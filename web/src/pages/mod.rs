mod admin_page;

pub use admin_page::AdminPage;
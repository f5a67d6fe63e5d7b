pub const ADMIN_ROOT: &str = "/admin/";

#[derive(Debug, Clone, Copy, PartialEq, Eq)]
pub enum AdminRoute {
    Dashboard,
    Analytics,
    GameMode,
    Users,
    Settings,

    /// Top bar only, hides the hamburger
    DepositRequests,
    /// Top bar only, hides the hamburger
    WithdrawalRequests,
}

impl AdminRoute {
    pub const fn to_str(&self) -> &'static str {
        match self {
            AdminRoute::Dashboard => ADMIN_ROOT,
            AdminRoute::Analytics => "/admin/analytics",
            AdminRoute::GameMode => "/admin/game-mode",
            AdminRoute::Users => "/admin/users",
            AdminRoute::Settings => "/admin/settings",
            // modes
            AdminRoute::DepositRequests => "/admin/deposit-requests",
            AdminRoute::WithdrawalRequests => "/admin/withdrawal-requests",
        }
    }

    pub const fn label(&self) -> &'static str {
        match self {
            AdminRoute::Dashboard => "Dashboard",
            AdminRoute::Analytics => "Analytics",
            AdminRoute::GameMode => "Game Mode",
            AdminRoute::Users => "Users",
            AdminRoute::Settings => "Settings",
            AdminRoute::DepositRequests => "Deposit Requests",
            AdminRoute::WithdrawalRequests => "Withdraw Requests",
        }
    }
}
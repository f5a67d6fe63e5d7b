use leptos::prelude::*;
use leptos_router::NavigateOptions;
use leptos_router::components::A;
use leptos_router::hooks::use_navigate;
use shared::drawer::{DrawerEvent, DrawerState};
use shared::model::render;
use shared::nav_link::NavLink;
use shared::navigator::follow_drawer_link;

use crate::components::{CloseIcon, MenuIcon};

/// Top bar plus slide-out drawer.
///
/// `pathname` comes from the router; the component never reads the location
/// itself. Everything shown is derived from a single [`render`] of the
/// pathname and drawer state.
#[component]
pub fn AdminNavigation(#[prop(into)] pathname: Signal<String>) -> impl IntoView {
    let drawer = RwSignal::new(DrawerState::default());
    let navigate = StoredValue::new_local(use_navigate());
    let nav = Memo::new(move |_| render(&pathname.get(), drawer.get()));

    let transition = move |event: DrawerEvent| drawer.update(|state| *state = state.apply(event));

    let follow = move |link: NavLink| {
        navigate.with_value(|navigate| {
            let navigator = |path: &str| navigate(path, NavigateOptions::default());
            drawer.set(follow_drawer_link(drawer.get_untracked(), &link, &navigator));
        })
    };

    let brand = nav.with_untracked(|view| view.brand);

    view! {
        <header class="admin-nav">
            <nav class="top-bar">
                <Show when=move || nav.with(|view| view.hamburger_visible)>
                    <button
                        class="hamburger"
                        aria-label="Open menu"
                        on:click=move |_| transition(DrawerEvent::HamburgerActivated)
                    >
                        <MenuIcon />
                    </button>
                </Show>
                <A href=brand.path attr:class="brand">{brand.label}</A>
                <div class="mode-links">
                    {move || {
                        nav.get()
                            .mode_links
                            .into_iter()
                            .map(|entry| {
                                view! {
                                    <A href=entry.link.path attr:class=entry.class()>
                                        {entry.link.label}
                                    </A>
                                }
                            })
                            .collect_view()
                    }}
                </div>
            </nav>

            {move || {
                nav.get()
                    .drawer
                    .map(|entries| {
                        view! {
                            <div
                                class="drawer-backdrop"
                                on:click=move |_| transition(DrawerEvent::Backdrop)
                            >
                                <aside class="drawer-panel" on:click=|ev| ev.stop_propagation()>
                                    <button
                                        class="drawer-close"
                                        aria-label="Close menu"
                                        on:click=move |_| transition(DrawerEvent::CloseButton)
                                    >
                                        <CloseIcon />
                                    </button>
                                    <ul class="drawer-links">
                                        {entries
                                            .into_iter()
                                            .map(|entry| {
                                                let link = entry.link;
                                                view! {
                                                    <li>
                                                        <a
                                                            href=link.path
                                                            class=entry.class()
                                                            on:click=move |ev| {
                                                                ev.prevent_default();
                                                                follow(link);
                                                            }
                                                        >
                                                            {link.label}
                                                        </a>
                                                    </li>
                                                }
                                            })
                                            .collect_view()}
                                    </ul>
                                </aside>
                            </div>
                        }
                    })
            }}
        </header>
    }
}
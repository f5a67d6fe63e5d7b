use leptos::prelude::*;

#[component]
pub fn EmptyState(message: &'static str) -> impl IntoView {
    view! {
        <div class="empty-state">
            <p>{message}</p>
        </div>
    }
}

* * *

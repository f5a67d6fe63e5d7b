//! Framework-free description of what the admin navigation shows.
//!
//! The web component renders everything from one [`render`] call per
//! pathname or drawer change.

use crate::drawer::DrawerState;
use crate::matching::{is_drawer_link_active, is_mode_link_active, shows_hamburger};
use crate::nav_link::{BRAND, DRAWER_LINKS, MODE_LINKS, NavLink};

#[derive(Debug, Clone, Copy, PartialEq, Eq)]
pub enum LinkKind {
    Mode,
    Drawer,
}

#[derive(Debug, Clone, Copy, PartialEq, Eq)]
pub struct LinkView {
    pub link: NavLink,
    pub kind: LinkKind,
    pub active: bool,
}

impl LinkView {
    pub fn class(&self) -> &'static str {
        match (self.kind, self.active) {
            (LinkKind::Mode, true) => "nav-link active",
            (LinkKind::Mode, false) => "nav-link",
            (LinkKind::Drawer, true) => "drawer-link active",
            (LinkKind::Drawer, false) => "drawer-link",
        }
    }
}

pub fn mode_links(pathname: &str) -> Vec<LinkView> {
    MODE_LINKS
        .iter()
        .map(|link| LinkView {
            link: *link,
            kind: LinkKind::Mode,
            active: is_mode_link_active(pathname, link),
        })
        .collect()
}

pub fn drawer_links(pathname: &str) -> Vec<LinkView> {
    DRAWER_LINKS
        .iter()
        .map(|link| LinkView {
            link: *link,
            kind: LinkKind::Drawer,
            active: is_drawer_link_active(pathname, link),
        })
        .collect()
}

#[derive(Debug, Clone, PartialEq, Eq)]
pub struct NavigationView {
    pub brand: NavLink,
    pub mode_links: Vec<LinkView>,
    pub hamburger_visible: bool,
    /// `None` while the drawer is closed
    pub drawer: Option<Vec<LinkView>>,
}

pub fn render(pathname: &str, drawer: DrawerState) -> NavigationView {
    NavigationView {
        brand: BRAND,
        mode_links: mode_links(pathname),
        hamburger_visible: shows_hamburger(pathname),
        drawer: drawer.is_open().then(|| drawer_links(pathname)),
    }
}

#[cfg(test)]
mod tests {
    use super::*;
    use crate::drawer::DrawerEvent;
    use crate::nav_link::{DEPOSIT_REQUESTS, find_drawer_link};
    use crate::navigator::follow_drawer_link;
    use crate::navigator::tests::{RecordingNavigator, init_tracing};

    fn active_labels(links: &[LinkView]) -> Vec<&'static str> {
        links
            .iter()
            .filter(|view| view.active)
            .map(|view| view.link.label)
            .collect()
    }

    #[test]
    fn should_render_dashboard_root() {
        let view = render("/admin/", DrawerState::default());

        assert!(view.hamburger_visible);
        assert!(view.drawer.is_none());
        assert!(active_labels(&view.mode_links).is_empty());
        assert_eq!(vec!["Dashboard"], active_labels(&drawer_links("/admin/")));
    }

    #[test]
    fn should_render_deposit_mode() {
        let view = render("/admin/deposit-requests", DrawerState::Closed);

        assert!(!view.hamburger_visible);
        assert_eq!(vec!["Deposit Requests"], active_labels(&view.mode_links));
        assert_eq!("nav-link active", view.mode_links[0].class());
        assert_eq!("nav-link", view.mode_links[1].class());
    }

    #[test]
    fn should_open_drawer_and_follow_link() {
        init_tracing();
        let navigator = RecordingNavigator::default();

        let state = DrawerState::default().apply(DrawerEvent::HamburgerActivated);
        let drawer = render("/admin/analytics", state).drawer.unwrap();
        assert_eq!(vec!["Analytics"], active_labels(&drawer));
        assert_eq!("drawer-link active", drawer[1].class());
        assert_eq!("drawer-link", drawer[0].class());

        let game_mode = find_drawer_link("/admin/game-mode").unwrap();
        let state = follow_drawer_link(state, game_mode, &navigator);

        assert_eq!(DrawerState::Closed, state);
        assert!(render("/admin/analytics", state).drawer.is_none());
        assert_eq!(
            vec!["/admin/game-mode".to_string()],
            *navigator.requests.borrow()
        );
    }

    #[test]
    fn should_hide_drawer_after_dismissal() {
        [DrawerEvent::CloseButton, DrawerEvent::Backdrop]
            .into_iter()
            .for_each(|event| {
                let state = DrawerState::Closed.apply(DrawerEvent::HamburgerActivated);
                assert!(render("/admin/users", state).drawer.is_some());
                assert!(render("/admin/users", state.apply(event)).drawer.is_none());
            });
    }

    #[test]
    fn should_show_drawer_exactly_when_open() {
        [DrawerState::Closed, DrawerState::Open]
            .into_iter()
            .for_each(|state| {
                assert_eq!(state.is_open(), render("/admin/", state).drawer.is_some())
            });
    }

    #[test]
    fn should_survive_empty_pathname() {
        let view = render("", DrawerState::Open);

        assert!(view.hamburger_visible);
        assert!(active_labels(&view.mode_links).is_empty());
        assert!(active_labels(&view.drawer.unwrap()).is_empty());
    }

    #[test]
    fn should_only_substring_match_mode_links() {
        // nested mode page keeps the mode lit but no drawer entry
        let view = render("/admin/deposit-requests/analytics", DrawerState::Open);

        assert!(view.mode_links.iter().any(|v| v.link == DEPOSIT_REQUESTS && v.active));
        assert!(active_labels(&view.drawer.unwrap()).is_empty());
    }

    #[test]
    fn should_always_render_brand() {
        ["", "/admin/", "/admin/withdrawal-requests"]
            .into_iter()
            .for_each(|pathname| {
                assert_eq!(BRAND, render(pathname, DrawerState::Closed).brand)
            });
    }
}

Task statement: Please filter the entries for the word "crate" and copy the lines that have it.

Written solution:
use crate::components::{CloseIcon, MenuIcon};
use crate::drawer::DrawerState;
use crate::matching::{is_drawer_link_active, is_mode_link_active, shows_hamburger};
use crate::nav_link::{BRAND, DRAWER_LINKS, MODE_LINKS, NavLink};
    use crate::drawer::DrawerEvent;
    use crate::nav_link::{DEPOSIT_REQUESTS, find_drawer_link};
    use crate::navigator::follow_drawer_link;
    use crate::navigator::tests::{RecordingNavigator, init_tracing};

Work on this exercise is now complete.